FWIW, I think there are a lot of variables when it comes to alignment and rotation. Several vehicles back, I drove a Chevette (no alignment adjustments -- well except to pull and flip over a couple of components) and the tire wear was fine. My wife's Grand Am has not had an alignment but has the tires rotated once a year (maybe 6-7k miles) and they're wearing the same (flat across) but the fronts definitely wear faster. My '77 Corvette had a couple of 4-wheel alignments and the rear camber was set so negative (I think that's right -- closer at the top, right?) that the inside tread of the rear tires would wear prematurely. I rotated those just to keep one set from wearing out so quickly and like I say, they definitely didn't wear flat.
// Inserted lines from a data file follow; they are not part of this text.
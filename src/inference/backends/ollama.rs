//! Ollama 网关实现
//!
//! 通过 HTTP 调用 Ollama 兼容服务：
//! - `POST /api/chat`：非流式聊天
//! - `POST /api/pull`：拉取模型
//! - `GET /api/tags`：列出模型
//! - `GET /`：存活检查

use crate::api::error::InferenceError;
use crate::api::request::ChatMessage;
use crate::config::GatewayConfig;
use crate::inference::backend::InferenceGateway;
use crate::Result;
use async_trait::async_trait;
use reqwest::Client;
use serde::{Deserialize, Serialize};
use std::time::Duration;

/// Ollama 网关
#[derive(Debug, Clone)]
pub struct OllamaGateway {
    client: Client,
    base_url: String,
    chat_timeout: Duration,
    pull_timeout: Duration,
    list_timeout: Duration,
}

#[derive(Serialize)]
struct ChatPayload<'a> {
    model: &'a str,
    messages: &'a [ChatMessage],
    stream: bool,
}

#[derive(Deserialize)]
struct ChatReply {
    message: ChatMessage,
}

#[derive(Serialize)]
struct PullPayload<'a> {
    name: &'a str,
    stream: bool,
}

#[derive(Deserialize)]
struct TagsReply {
    #[serde(default)]
    models: Vec<TagEntry>,
}

#[derive(Deserialize)]
struct TagEntry {
    name: String,
}

impl OllamaGateway {
    /// 从配置创建
    pub fn from_config(config: &GatewayConfig) -> Result<Self> {
        let client = Client::builder()
            .build()
            .map_err(|e| InferenceError::Unavailable(format!("Failed to build HTTP client: {}", e)))?;

        Ok(Self {
            client,
            base_url: config.base_url.trim_end_matches('/').to_string(),
            chat_timeout: Duration::from_secs(config.chat_timeout_secs),
            pull_timeout: Duration::from_secs(config.pull_timeout_secs),
            list_timeout: Duration::from_secs(config.list_timeout_secs),
        })
    }

    pub fn base_url(&self) -> &str {
        &self.base_url
    }

    fn url(&self, path: &str) -> String {
        format!("{}{}", self.base_url, path)
    }
}

#[async_trait]
impl InferenceGateway for OllamaGateway {
    fn name(&self) -> &str {
        "ollama"
    }

    async fn chat(&self, model: &str, messages: &[ChatMessage]) -> Result<String> {
        let payload = ChatPayload {
            model,
            messages,
            stream: false,
        };

        let response = self
            .client
            .post(self.url("/api/chat"))
            .timeout(self.chat_timeout)
            .json(&payload)
            .send()
            .await
            .map_err(|e| {
                tracing::error!("Ollama chat error: {}", e);
                InferenceError::from(e)
            })?;

        if !response.status().is_success() {
            return Err(InferenceError::Failed(format!(
                "Ollama returned {} for model {}",
                response.status(),
                model
            ))
            .into());
        }

        let reply: ChatReply = response.json().await.map_err(InferenceError::from)?;
        Ok(reply.message.content)
    }

    async fn pull(&self, model: &str) -> Result<bool> {
        tracing::info!("Pulling model: {}", model);

        let response = self
            .client
            .post(self.url("/api/pull"))
            .timeout(self.pull_timeout)
            .json(&PullPayload {
                name: model,
                stream: false,
            })
            .send()
            .await
            .map_err(|e| {
                tracing::error!("Model pull error: {}", e);
                InferenceError::from(e)
            })?;

        Ok(response.status().is_success())
    }

    async fn list(&self) -> Result<Vec<String>> {
        let response = self
            .client
            .get(self.url("/api/tags"))
            .timeout(self.list_timeout)
            .send()
            .await
            .map_err(InferenceError::from)?;

        if !response.status().is_success() {
            return Err(InferenceError::Failed(format!(
                "Ollama returned {} listing models",
                response.status()
            ))
            .into());
        }

        let tags: TagsReply = response.json().await.map_err(InferenceError::from)?;
        Ok(tags.models.into_iter().map(|m| m.name).collect())
    }

    async fn health(&self) -> bool {
        match self
            .client
            .get(self.url("/"))
            .timeout(self.list_timeout)
            .send()
            .await
        {
            Ok(resp) => resp.status().is_success(),
            Err(e) => {
                tracing::warn!("Ollama status check failed: {}", e);
                false
            }
        }
    }
}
Anyway, I think the best bet is to follow the tire/car manufacturer's recommendation, or just keep an eye on the tires and see if there is any unusual wear. If there is, have the suspension checked and if that checks out OK, rotate the tires to keep any one (or two) from wearing out prematurely.

Just my thoughts.


----------



## ChuckFrontier06 (Jul 25, 2006)

jerryp58 said:


> FWIW, I think there are a lot of variables when it comes to alignment and rotation. Several vehicles back, I drove a Chevette (no alignment adjustments -- well except to pull and flip over a couple of components) and the tire wear was fine. My wife's Grand Am has not had an alignment but has the tires rotated once a year (maybe 6-7k miles) and they're wearing the same (flat across) but the fronts definitely wear faster. My '77 Corvette had a couple of 4-wheel alignments and the rear camber was set so negative (I think that's right -- closer at the top, right?) that the inside tread of the rear tires would wear prematurely. I rotated those just to keep one set from wearing out so quickly and like I say, they definitely didn't wear flat.
> 
> Anyway, I think the best bet is to follow the tire/car manufacturer's recommendation, or just keep an eye on the tires and see if there is any unusual wear. If there is, have the suspension checked and if that checks out OK, rotate the tires to keep any one (or two) from wearing out prematurely.
> 
> Just my thoughts.



*Well stated JerryP.*


----------